Vail Daily letter: We can’t afford to pay for everyone’s health care
A democracy cannot exist as a permanent form of government. It can only exist until the voters discover they can vote themselves largesse from the public treasury. From that moment on, the majority always votes for the candidates promising the most benefits from the public treasury with the result that a democracy always collapses over loose fiscal policy, always followed by a dictatorship.
The origin of this thought is uncertain, but it is a valid point that’s been around a while and widely repeated. Apply it to health care, which is in the news a lot lately.
Whether it’s Medicare, Medicaid, Obamacare or whatever they’re calling the latest Republican plan, they share a common defect: We can’t afford them. We can’t afford to pay for everyone’s health care.

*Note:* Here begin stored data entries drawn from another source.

//! Network-activity monitoring with aggregate metrics.
//!
//! A [`NetworkMonitor`] attaches to one session's request lifecycle and
//! keeps a record table keyed by exact URL. A URL seen twice within one
//! monitoring window overwrites its prior record: monitoring assumes at
//! most one in-flight request per exact URL.
//!
//! The two engine families offer very different instrumentation:
//!
//! - DOM-handle sessions raise started/finished/failed events directly on
//!   the handle, so records resolve to a status code or an error text.
//! - Script-execution sessions only expose a debug-protocol channel with a
//!   "request about to be sent" event; completion and failure events are
//!   not available, so records from these sessions stay unresolved. This
//!   is a documented asymmetry, not a bug.
//!
//! Instantiate one monitor per session handle; sharing an instance across
//! handles corrupts its record table.

use std::collections::HashMap;
use std::sync::Arc;
use std::time::Instant;

use parking_lot::Mutex;
use serde_json::Value;
use tokio::sync::broadcast;
use tokio::task::JoinHandle;

use drover_protocol::TrafficMetrics;

use crate::classify::{EngineCapabilities, classify};
use crate::error::{Error, Result};
use crate::session::{AutomationSession, EngineFamily, RequestEvent};

/// One observed request, keyed by its exact URL in the monitor's table.
#[derive(Debug, Clone)]
pub struct RequestRecord {
	/// HTTP method of the request.
	pub method: String,
	/// Request headers as sent.
	pub headers: HashMap<String, String>,
	/// When the request was issued.
	pub started_at: Instant,
	/// Terminal state, once the request resolves.
	pub outcome: Option<RequestOutcome>,
}

/// Terminal state of a resolved request.
#[derive(Debug, Clone)]
pub enum RequestOutcome {
	/// The request completed with a response.
	Success {
		/// HTTP status code.
		status: u16,
		/// When the response finished.
		at: Instant,
	},
	/// The request terminated without a response.
	Failure {
		/// Engine-reported error text.
		error: String,
		/// When the failure was reported.
		at: Instant,
	},
}

impl RequestOutcome {
	fn at(&self) -> Instant {
		match self {
			Self::Success { at, .. } | Self::Failure { at, .. } => *at,
		}
	}
}

/// Records a session's request traffic and derives aggregate metrics.
#[derive(Default)]
pub struct NetworkMonitor {
	records: Arc<Mutex<HashMap<String, RequestRecord>>>,
	ingest_task: Mutex<Option<JoinHandle<()>>>,
}

impl NetworkMonitor {
	/// Creates a detached monitor with an empty record table.
	pub fn new() -> Self {
		Self::default()
	}

	/// Attaches to the session's request lifecycle.
	///
	/// Call exactly once per monitoring window; attaching the same monitor
	/// twice is undefined. Attach failures propagate so the caller knows
	/// metrics will be absent rather than silently empty.
	pub async fn attach(&self, handle: &dyn AutomationSession) -> Result<()> {
		let task = match classify(handle) {
			EngineCapabilities::DomHandle(dom) => {
				let events = dom.request_events();
				self.spawn_request_ingest(events)
			}
			EngineCapabilities::ScriptExecution(scripted) => {
				let protocol = scripted.protocol_session().await.map_err(|e| Error::MonitorAttach {
					family: EngineFamily::ScriptExecution,
					message: e.to_string(),
				})?;

				protocol
					.execute("Network.enable", serde_json::json!({}))
					.await
					.map_err(|e| Error::MonitorAttach {
						family: EngineFamily::ScriptExecution,
						message: e.to_string(),
					})?;

				let events = protocol.events();
				self.spawn_protocol_ingest(events, protocol)
			}
		};

		*self.ingest_task.lock() = Some(task);
		Ok(())
	}

	/// Derives the current traffic metrics by scanning the full record
	/// table. Recomputed on every call, never cached.
	pub fn metrics(&self) -> TrafficMetrics {
		let records = self.records.lock();

		let mut successful = 0u64;
		let mut failed = 0u64;
		let mut resolved = 0u64;
		let mut total_duration_ms = 0.0f64;

		for record in records.values() {
			let Some(outcome) = &record.outcome else {
				continue;
			};

			match outcome {
				RequestOutcome::Success { .. } => successful += 1,
				RequestOutcome::Failure { .. } => failed += 1,
			}

			resolved += 1;
			total_duration_ms += outcome.at().duration_since(record.started_at).as_secs_f64() * 1000.0;
		}

		TrafficMetrics {
			total_requests: records.len() as u64,
			successful_requests: successful,
			failed_requests: failed,
			average_response_time_ms: if resolved == 0 { 0.0 } else { total_duration_ms / resolved as f64 },
		}
	}

	/// Returns a snapshot of the record table for diagnostics.
	pub fn records(&self) -> HashMap<String, RequestRecord> {
		self.records.lock().clone()
	}

	/// Empties the record table without detaching from the session.
	pub fn clear(&self) {
		self.records.lock().clear();
	}

	fn spawn_request_ingest(&self, mut events: broadcast::Receiver<RequestEvent>) -> JoinHandle<()> {
		let records = Arc::clone(&self.records);

		tokio::spawn(async move {
			loop {
				match events.recv().await {
					Ok(event) => ingest(&records, event),
					Err(broadcast::error::RecvError::Lagged(n)) => {
						tracing::warn!(dropped = n, "Request event receiver lagged");
					}
					Err(broadcast::error::RecvError::Closed) => break,
				}
			}
		})
	}

	fn spawn_protocol_ingest(
		&self,
		mut events: broadcast::Receiver<crate::session::ProtocolEvent>,
		protocol: Arc<dyn crate::session::ProtocolSession>,
	) -> JoinHandle<()> {
		let records = Arc::clone(&self.records);

		tokio::spawn(async move {
			// Keep the protocol channel open for the lifetime of the window.
			let _protocol = protocol;

			loop {
				match events.recv().await {
					Ok(event) => {
						if event.method != "Network.requestWillBeSent" {
							continue;
						}

						if let Some(started) = started_event_from_protocol(&event.params) {
							ingest(&records, started);
						}
					}
					Err(broadcast::error::RecvError::Lagged(n)) => {
						tracing::warn!(dropped = n, "Protocol event receiver lagged");
					}
					Err(broadcast::error::RecvError::Closed) => break,
				}
			}
		})
	}
}

impl Drop for NetworkMonitor {
	fn drop(&mut self) {
		if let Some(task) = self.ingest_task.lock().take() {
			task.abort();
		}
	}
}

/// Applies one lifecycle event to the record table.
///
/// Terminal events for a URL with no open record are dropped: the only
/// ordering assumption made is that finished/failed for a URL is never
/// delivered before its started event.
fn ingest(records: &Mutex<HashMap<String, RequestRecord>>, event: RequestEvent) {
	let mut records = records.lock();

	match event {
		RequestEvent::Started { url, method, headers, at } => {
			records.insert(
				url,
				RequestRecord {
					method,
					headers,
					started_at: at,
					outcome: None,
				},
			);
		}
		RequestEvent::Finished { url, status, at } => {
			if let Some(record) = records.get_mut(&url) {
				record.outcome = Some(RequestOutcome::Success { status, at });
			} else {
				tracing::debug!(%url, "Finished event for unknown request");
			}
		}
		RequestEvent::Failed { url, error, at } => {
			if let Some(record) = records.get_mut(&url) {
				record.outcome = Some(RequestOutcome::Failure { error, at });
			} else {
				tracing::debug!(%url, "Failed event for unknown request");
			}
		}
	}
}

/// Builds a started event from a `Network.requestWillBeSent` payload.
fn started_event_from_protocol(params: &Value) -> Option<RequestEvent> {
	let request = params.get("request")?;
	let url = request.get("url")?.as_str()?.to_string();
	let method = request.get("method").and_then(|m| m.as_str()).unwrap_or("GET").to_string();

	let headers = request
		.get("headers")
		.and_then(|h| h.as_object())
		.map(|object| {
			object
				.iter()
				.filter_map(|(name, value)| Some((name.clone(), value.as_str()?.to_string())))
				.collect()
		})
		.unwrap_or_default();

	Some(RequestEvent::Started {
		url,
		method,
		headers,
		at: Instant::now(),
	})
}

#[cfg(test)]
mod tests {
	use std::time::Duration;

	use super::*;

	fn started(url: &str, at: Instant) -> RequestEvent {
		RequestEvent::Started {
			url: url.to_string(),
			method: "GET".to_string(),
			headers: HashMap::new(),
			at,
		}
	}

	#[test]
	fn test_metrics_empty_table() {
		let monitor = NetworkMonitor::new();
		let metrics = monitor.metrics();

		assert_eq!(metrics.total_requests, 0);
		assert_eq!(metrics.average_response_time_ms, 0.0);
	}

	#[test]
	fn test_single_successful_request() {
		let monitor = NetworkMonitor::new();
		let start = Instant::now();

		ingest(&monitor.records, started("https://x/a", start));
		ingest(
			&monitor.records,
			RequestEvent::Finished {
				url: "https://x/a".to_string(),
				status: 200,
				at: start + Duration::from_millis(150),
			},
		);

		let metrics = monitor.metrics();
		assert_eq!(metrics.total_requests, 1);
		assert_eq!(metrics.successful_requests, 1);
		assert_eq!(metrics.failed_requests, 0);
		assert!((metrics.average_response_time_ms - 150.0).abs() < 1.0);
	}

	#[test]
	fn test_failed_request() {
		let monitor = NetworkMonitor::new();
		let start = Instant::now();

		ingest(&monitor.records, started("https://x/b", start));
		ingest(
			&monitor.records,
			RequestEvent::Failed {
				url: "https://x/b".to_string(),
				error: "net::ERR".to_string(),
				at: start + Duration::from_millis(20),
			},
		);

		let metrics = monitor.metrics();
		assert_eq!(metrics.failed_requests, 1);
		assert_eq!(metrics.successful_requests, 0);
	}

	#[test]
	fn test_unresolved_requests_do_not_skew_average() {
		let monitor = NetworkMonitor::new();
		let start = Instant::now();

		ingest(&monitor.records, started("https://x/open", start));
		ingest(&monitor.records, started("https://x/done", start));
		ingest(
			&monitor.records,
			RequestEvent::Finished {
				url: "https://x/done".to_string(),
				status: 204,
				at: start + Duration::from_millis(100),
			},
		);

		let metrics = monitor.metrics();
		assert_eq!(metrics.total_requests, 2);
		assert!(metrics.successful_requests + metrics.failed_requests <= metrics.total_requests);
		assert!((metrics.average_response_time_ms - 100.0).abs() < 1.0);
	}

	#[test]
	fn test_average_zero_when_nothing_resolved() {
		let monitor = NetworkMonitor::new();
		ingest(&monitor.records, started("https://x/open", Instant::now()));

		assert_eq!(monitor.metrics().average_response_time_ms, 0.0);
	}

	#[test]
	fn test_repeated_url_overwrites_record() {
		let monitor = NetworkMonitor::new();
		let start = Instant::now();

		ingest(&monitor.records, started("https://x/a", start));
		ingest(
			&monitor.records,
			RequestEvent::Finished {
				url: "https://x/a".to_string(),
				status: 200,
				at: start + Duration::from_millis(10),
			},
		);
		ingest(&monitor.records, started("https://x/a", start + Duration::from_millis(50)));

		let metrics = monitor.metrics();
		assert_eq!(metrics.total_requests, 1);
		assert_eq!(metrics.successful_requests, 0);
	}

	#[test]
	fn test_terminal_event_without_start_is_dropped() {
		let monitor = NetworkMonitor::new();

		ingest(
			&monitor.records,
			RequestEvent::Finished {
				url: "https://x/ghost".to_string(),
				status: 200,
				at: Instant::now(),
			},
		);

		assert_eq!(monitor.metrics().total_requests, 0);
	}

	#[test]
	fn test_clear_empties_table() {
		let monitor = NetworkMonitor::new();
		ingest(&monitor.records, started("https://x/a", Instant::now()));

		monitor.clear();
		assert_eq!(monitor.metrics().total_requests, 0);
	}

	#[test]
	fn test_started_event_from_protocol_payload() {
		let params = serde_json::json!({
			"request": {
				"url": "https://x/api",
				"method": "POST",
				"headers": { "Accept": "application/json" }
			}
		});

		let Some(RequestEvent::Started { url, method, headers, .. }) = started_event_from_protocol(&params) else {
			panic!("expected a started event");
		};

		assert_eq!(url, "https://x/api");
		assert_eq!(method, "POST");
		assert_eq!(headers["Accept"], "application/json");
	}

	#[test]
	fn test_protocol_payload_without_url_is_ignored() {
		let params = serde_json::json!({ "request": { "method": "GET" } });
		assert!(started_event_from_protocol(&params).is_none());
	}
}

To call these schemes insurance is deceptive. If I build my house of straw, I can expect to pay more for fire insurance than if I build my house of brick. If I have a number of moving violations on my driving record, I expect to pay more for car insurance than if I have a clean record. If I am 55 years old, life insurance costs more than for someone in his or her 30s. People don’t seem to have a problem with this elementary principal of insurance. More risk means higher premiums, or being rejected by the insurer.
But if you apply such a standard to health insurance, people get upset. Like being charged more for a pre-existing condition.
Do any of the above programs propose charging more for those with bad health circumstances — overweight, smoking, no exercise, bad diet, risky life style? Imagine the outrage.
We have to find ways to make people adopt healthier lifestyles that lower medical expenses. What incentives, other than higher premiums or exclusions, can be used? If you want to leave yourself open to avoidable demands for health care, that’s your business — until I am asked to pay for it.
Back to the opening quote: We have a government by the people. They elect the politicians, who are scared of being rejected in the next election if they get candid about national debt in general and health-care costs in particular.
The programs described above are what you call unfunded mandates. The taxes proposed to pay for them, and the amount of money needed to pay for them, do not match.
I know, the lefties say they’ll get more from the rich people and the corporations. No you won’t. Wait for more details in my essay on tax reform; but in general, there will be a large part of these health-care costs that will be put on the national credit card — the national debt, which is a looming disaster.